Value Labels
For categorical variables the raw data will often show the string values for the selected response. For instance, you may see “male” and “female” displayed as possible responses to the variable gender. When doing calculations, however, you’ll need these variables to be numeric (in the float or long format) – if they are not already imported this way. It is helpful to preserve the extra information the strings capture by using “value labels.” A value label such as gender would assign “female” to 0 and “male” to 1 and display female and male to the analyst. See help label
for how to do this in Stata. It is very important to label values for two reasons:
- it provides information to the analyst that will reduce mistakes made in coding or analyzing data
- many programs will use information on whether a variable has value labels in order to identify it as a categorical variable, as opposed to a continuous numeric variable.
Encoding String Values in Stata
The quickest way to change string variables to numeric variables with value labels is the encode
command. encode
will automatically convert the string variable into a numeric variable and assign the numbers 1 – x (where x is the number of unique answer choices) to the alphabetized list of the answer choices (ordered 0-9, followed by a-z). Because this is done automatically based on alphabetical order, if you are trying to make value labels match some existing assignment, you may need to recode or label them manually.

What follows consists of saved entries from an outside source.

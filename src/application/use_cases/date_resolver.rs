// ============================================================
// DATE RESOLVER
// ============================================================
// Publish time (serial day or ISO-8601 text) -> wall-clock time in the reporting zone

use chrono::{DateTime, Datelike, Duration, FixedOffset, NaiveDate, NaiveDateTime, Timelike};

use crate::domain::error::{AppError, Result};
use crate::domain::video::{PublishTime, VideoRecord};

const MILLIS_PER_DAY: f64 = 86_400_000.0;

/// Roughly +/-30,000 years; anything beyond is not a real publish date
const MAX_SERIAL_MILLIS: f64 = 1.0e15;

const OFFSET_FORMATS: &[&str] = &["%Y-%m-%dT%H:%M:%S%.f%z", "%Y-%m-%dT%H:%M%z"];

const NAIVE_FORMATS: &[&str] = &["%Y-%m-%dT%H:%M:%S%.f", "%Y-%m-%dT%H:%M"];

pub struct DateResolver {
    offset: FixedOffset,
}

impl DateResolver {
    pub fn new(offset: FixedOffset) -> Self {
        Self { offset }
    }

    /// Resolve for one date-keyed aggregation; failures are logged and the record skipped
    pub fn resolve_or_skip(&self, record: &VideoRecord, aggregation: &str) -> Option<NaiveDateTime> {
        match self.resolve(&record.publish_time) {
            Ok(resolved) => Some(resolved),
            Err(err) => {
                tracing::warn!(
                    aggregation,
                    video_id = %record.video_id,
                    error = %err,
                    "Skipping record with unresolvable publish time"
                );
                None
            }
        }
    }

    pub fn resolve(&self, publish_time: &PublishTime) -> Result<NaiveDateTime> {
        match publish_time {
            PublishTime::Serial(days) => Self::resolve_serial(*days),
            PublishTime::Text(text) => self.resolve_text(text),
        }
    }

    /// Serial day 0 is 1899-12-30T00:00:00; fractions are time of day
    fn resolve_serial(days: f64) -> Result<NaiveDateTime> {
        let millis = (days * MILLIS_PER_DAY).round();
        if !millis.is_finite() || millis.abs() > MAX_SERIAL_MILLIS {
            return Err(AppError::DateResolutionFailure(format!(
                "serial day {} is out of range",
                days
            )));
        }

        serial_epoch()
            .and_then(|epoch| epoch.checked_add_signed(Duration::milliseconds(millis as i64)))
            .ok_or_else(|| {
                AppError::DateResolutionFailure(format!("serial day {} is out of range", days))
            })
    }

    fn resolve_text(&self, text: &str) -> Result<NaiveDateTime> {
        let normalized = normalize_iso(text);

        if let Ok(parsed) = DateTime::parse_from_rfc3339(&normalized) {
            return Ok(parsed.with_timezone(&self.offset).naive_local());
        }
        for format in OFFSET_FORMATS {
            if let Ok(parsed) = DateTime::parse_from_str(&normalized, format) {
                return Ok(parsed.with_timezone(&self.offset).naive_local());
            }
        }
        // No offset: already wall-clock time in the reporting zone
        for format in NAIVE_FORMATS {
            if let Ok(parsed) = NaiveDateTime::parse_from_str(&normalized, format) {
                return Ok(parsed);
            }
        }
        if let Some(midnight) = NaiveDate::parse_from_str(&normalized, "%Y-%m-%d")
            .ok()
            .and_then(|date| date.and_hms_opt(0, 0, 0))
        {
            return Ok(midnight);
        }

        Err(AppError::DateResolutionFailure(format!(
            "unrecognized date {:?}",
            text
        )))
    }
}

fn serial_epoch() -> Option<NaiveDateTime> {
    NaiveDate::from_ymd_opt(1899, 12, 30)?.and_hms_opt(0, 0, 0)
}

/// Trim, accept a space as the date/time separator and `Z` as UTC
fn normalize_iso(text: &str) -> String {
    let mut normalized = text.trim().to_string();
    if normalized.len() > 10 && normalized.as_bytes()[10] == b' ' {
        normalized.replace_range(10..11, "T");
    }
    if normalized.ends_with('Z') || normalized.ends_with('z') {
        normalized.pop();
        normalized.push_str("+00:00");
    }
    normalized
}

/// `YYYY-MM`
pub fn month_key(at: &NaiveDateTime) -> String {
    at.format("%Y-%m").to_string()
}

/// `HH:00` of a time already resolved into the reporting zone
pub fn hour_label(at: &NaiveDateTime) -> String {
    format!("{:02}:00", at.hour())
}

/// `YYYY-ww`: calendar year, then the Sunday-start week number where week 1 contains 1 January.
/// Late-December days in next year's first week get week 01 of their own year,
/// so 2024-12-31 falls in `2024-01`.
pub fn week_key(at: &NaiveDateTime) -> String {
    let date = at.date();
    let year = date.year();

    let week_year = match NaiveDate::from_ymd_opt(year + 1, 1, 1) {
        Some(next_new_year) if date >= start_of_week(next_new_year) => year + 1,
        _ => year,
    };
    let week = NaiveDate::from_ymd_opt(week_year, 1, 1)
        .map(|new_year| (start_of_week(date) - start_of_week(new_year)).num_days() / 7 + 1)
        .unwrap_or(1);

    format!("{:04}-{:02}", year, week)
}

fn start_of_week(date: NaiveDate) -> NaiveDate {
    date - Duration::days(i64::from(date.weekday().num_days_from_sunday()))
}

#[cfg(test)]
mod tests {
    use super::*;

    fn utc() -> DateResolver {
        DateResolver::new(FixedOffset::east_opt(0).unwrap())
    }

    fn beijing() -> DateResolver {
        DateResolver::new(FixedOffset::east_opt(8 * 3600).unwrap())
    }

    fn text(value: &str) -> PublishTime {
        PublishTime::Text(value.to_string())
    }

    #[test]
    fn test_serial_day_uses_1899_epoch() {
        let resolved = utc().resolve(&PublishTime::Serial(0.0)).unwrap();
        assert_eq!(resolved.to_string(), "1899-12-30 00:00:00");

        let resolved = utc().resolve(&PublishTime::Serial(45000.0)).unwrap();
        assert_eq!(month_key(&resolved), "2023-03");
        assert_eq!(resolved.date(), NaiveDate::from_ymd_opt(2023, 3, 15).unwrap());
    }

    #[test]
    fn test_serial_fraction_is_time_of_day() {
        let resolved = beijing().resolve(&PublishTime::Serial(45000.75)).unwrap();
        assert_eq!(hour_label(&resolved), "18:00");
    }

    #[test]
    fn test_serial_rejects_non_finite() {
        assert!(utc().resolve(&PublishTime::Serial(f64::NAN)).is_err());
        assert!(utc().resolve(&PublishTime::Serial(f64::INFINITY)).is_err());
    }

    #[test]
    fn test_offset_timestamps_shift_to_reporting_zone() {
        let resolved = beijing().resolve(&text("2024-01-15T10:00:00Z")).unwrap();
        assert_eq!(hour_label(&resolved), "18:00");

        let resolved = beijing().resolve(&text("2024-01-31T20:00:00Z")).unwrap();
        assert_eq!(month_key(&resolved), "2024-02");

        let resolved = utc().resolve(&text("2024-01-15T10:00:00+08:00")).unwrap();
        assert_eq!(hour_label(&resolved), "02:00");
    }

    #[test]
    fn test_naive_timestamps_are_wall_clock() {
        let resolved = beijing().resolve(&text("2024-01-15 09:30:00")).unwrap();
        assert_eq!(hour_label(&resolved), "09:00");

        let resolved = beijing().resolve(&text("2024-01-15T21:05")).unwrap();
        assert_eq!(hour_label(&resolved), "21:00");

        let resolved = beijing().resolve(&text("2024-01-15T21:05:10.250")).unwrap();
        assert_eq!(resolved.second(), 10);
    }

    #[test]
    fn test_date_only_is_midnight() {
        let resolved = beijing().resolve(&text("2024-03-01")).unwrap();
        assert_eq!(month_key(&resolved), "2024-03");
        assert_eq!(hour_label(&resolved), "00:00");
    }

    #[test]
    fn test_garbage_fails() {
        let err = utc().resolve(&text("yesterday")).unwrap_err();
        assert!(matches!(err, AppError::DateResolutionFailure(_)));
        assert!(utc().resolve(&text("")).is_err());
        assert!(utc().resolve(&text("2024-13-45")).is_err());
    }

    #[test]
    fn test_week_key() {
        let at = |y, m, d| {
            NaiveDate::from_ymd_opt(y, m, d)
                .unwrap()
                .and_hms_opt(0, 0, 0)
                .unwrap()
        };
        // 2024-01-01 is a Monday; its week starts Sunday 2023-12-31
        assert_eq!(week_key(&at(2024, 1, 1)), "2024-01");
        assert_eq!(week_key(&at(2023, 12, 31)), "2023-01");
        assert_eq!(week_key(&at(2024, 1, 7)), "2024-02");
        assert_eq!(week_key(&at(2024, 12, 28)), "2024-52");
        assert_eq!(week_key(&at(2024, 12, 29)), "2024-01");
        assert_eq!(week_key(&at(2024, 12, 31)), "2024-01");
        assert_eq!(week_key(&at(2025, 1, 2)), "2025-01");
        assert_eq!(week_key(&at(2023, 6, 15)), "2023-24");
    }
}
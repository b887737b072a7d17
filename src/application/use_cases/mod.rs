pub mod analytics_engine;
pub mod content_features;
pub mod dataset_analysis;
pub mod date_resolver;
pub mod hashtag_analysis;
pub mod keyword_cloud;
pub mod pareto_analysis;
pub mod posting_schedule;
pub mod row_normalizer;
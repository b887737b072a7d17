//! Numeric helpers shared by every aggregation pass.
//! Zero denominators always give 0, never NaN or infinity.

use std::collections::HashMap;

/// `numerator / denominator`, or 0 when the denominator is 0
pub fn safe_ratio(numerator: f64, denominator: f64) -> f64 {
    if denominator == 0.0 {
        return 0.0;
    }
    let ratio = numerator / denominator;
    if ratio.is_finite() {
        ratio
    } else {
        0.0
    }
}

/// `part / whole * 100`, or 0 when `whole` is 0
pub fn percentage(part: u64, whole: u64) -> f64 {
    safe_ratio(part as f64, whole as f64) * 100.0
}

/// Mean rounded half up, or 0 for an empty group
pub fn rounded_mean(total: u64, count: usize) -> u64 {
    round_to_u64(safe_ratio(total as f64, count as f64))
}

/// Half-up rounding for non-negative values; negatives clamp to 0
pub fn round_to_u64(value: f64) -> u64 {
    if value.is_finite() && value > 0.0 {
        (value + 0.5).floor() as u64
    } else {
        0
    }
}

/// `ceil(len * ratio)`, capped at `len`
pub fn ceil_share(len: usize, ratio: f64) -> usize {
    let share = (len as f64 * ratio).ceil();
    if share.is_finite() && share > 0.0 {
        (share as usize).min(len)
    } else {
        0
    }
}

/// String-keyed accumulator that remembers first-seen order
#[derive(Debug)]
pub struct FirstSeenTally<V> {
    index: HashMap<String, usize>,
    entries: Vec<(String, V)>,
}

impl<V: Default> FirstSeenTally<V> {
    pub fn new() -> Self {
        Self {
            index: HashMap::new(),
            entries: Vec::new(),
        }
    }

    pub fn entry(&mut self, key: &str) -> &mut V {
        let position = match self.index.get(key) {
            Some(&position) => position,
            None => {
                self.entries.push((key.to_string(), V::default()));
                self.index.insert(key.to_string(), self.entries.len() - 1);
                self.entries.len() - 1
            }
        };
        &mut self.entries[position].1
    }

    pub fn len(&self) -> usize {
        self.entries.len()
    }

    pub fn is_empty(&self) -> bool {
        self.entries.is_empty()
    }

    /// Entries in first-seen order
    pub fn into_entries(self) -> Vec<(String, V)> {
        self.entries
    }
}

impl<V: Default> Default for FirstSeenTally<V> {
    fn default() -> Self {
        Self::new()
    }
}

#[cfg(test)]
mod tests {
    use super::*;

    #[test]
    fn test_zero_denominator_gives_zero() {
        assert_eq!(safe_ratio(5.0, 0.0), 0.0);
        assert_eq!(percentage(5, 0), 0.0);
        assert_eq!(rounded_mean(10, 0), 0);
    }

    #[test]
    fn test_rounding_is_half_up() {
        assert_eq!(rounded_mean(5, 2), 3);
        assert_eq!(rounded_mean(7, 3), 2);
        assert_eq!(round_to_u64(0.49), 0);
        assert_eq!(round_to_u64(-3.0), 0);
    }

    #[test]
    fn test_ceil_share() {
        assert_eq!(ceil_share(10, 0.2), 2);
        assert_eq!(ceil_share(1, 0.1), 1);
        assert_eq!(ceil_share(7, 0.2), 2);
        assert_eq!(ceil_share(0, 0.2), 0);
    }

    #[test]
    fn test_tally_keeps_first_seen_order() {
        let mut tally: FirstSeenTally<usize> = FirstSeenTally::new();
        *tally.entry("b") += 1;
        *tally.entry("a") += 1;
        *tally.entry("b") += 1;

        let entries = tally.into_entries();
        assert_eq!(entries, vec![("b".to_string(), 2), ("a".to_string(), 1)]);
    }
}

Stata stores value labels independently from the variables, so it’s important to manage value labels separately from variables as they can contain PII. Deleting all variables that have a value label and saving the dataset will ensure that the value label is removed from the .dta file. To see which labels are currently defined in Stata and their content you can use the label list
command (helpful summary information is stored in the return values of label list
and label dir
as well). These labels can be modified or deleted to combine using the options of label define function:
*Drop old labels
label drop ex1 ex2 ex3
*Define label
label define yesno 1 "No" 3 "Yes"
label list yesno
*Modify label to correct the error
label define yesno 1 "No" 2 "Yes", modify
*Add extended values to the label defined above
label define yesno .n "No response" 3 "Maybe", add
*Apply the label to all of the variables it should apply to
loc dummy_vars ex1 ex2 ex3
label values `dummy_vars' yesno
Formatting Labeling in Stata
It can be useful to change the delimiter to a semicolon so that a single command can take up several rows in your text editor, making it easier to read labeling. This is especially useful when multiple values are labeled. See help delimit
to learn about delimiters in Stata. An example would be:
* Set delimiter for labeling
#delimit ;
label def female
0 "[0] Male"
1 "[1] Female"
;
label def region
1 "[1] Northern"
2 "[2] Southern"
3 "[3] Western"
4 "[4] Eastern"
5 "[5] Central"
;
#delimit cr
label values female female
label values region region
Note how the labels have the corresponding value as well as the description in the value label. This is not strictly necessary, but can be useful if you want to values to display alongside labels in outputs.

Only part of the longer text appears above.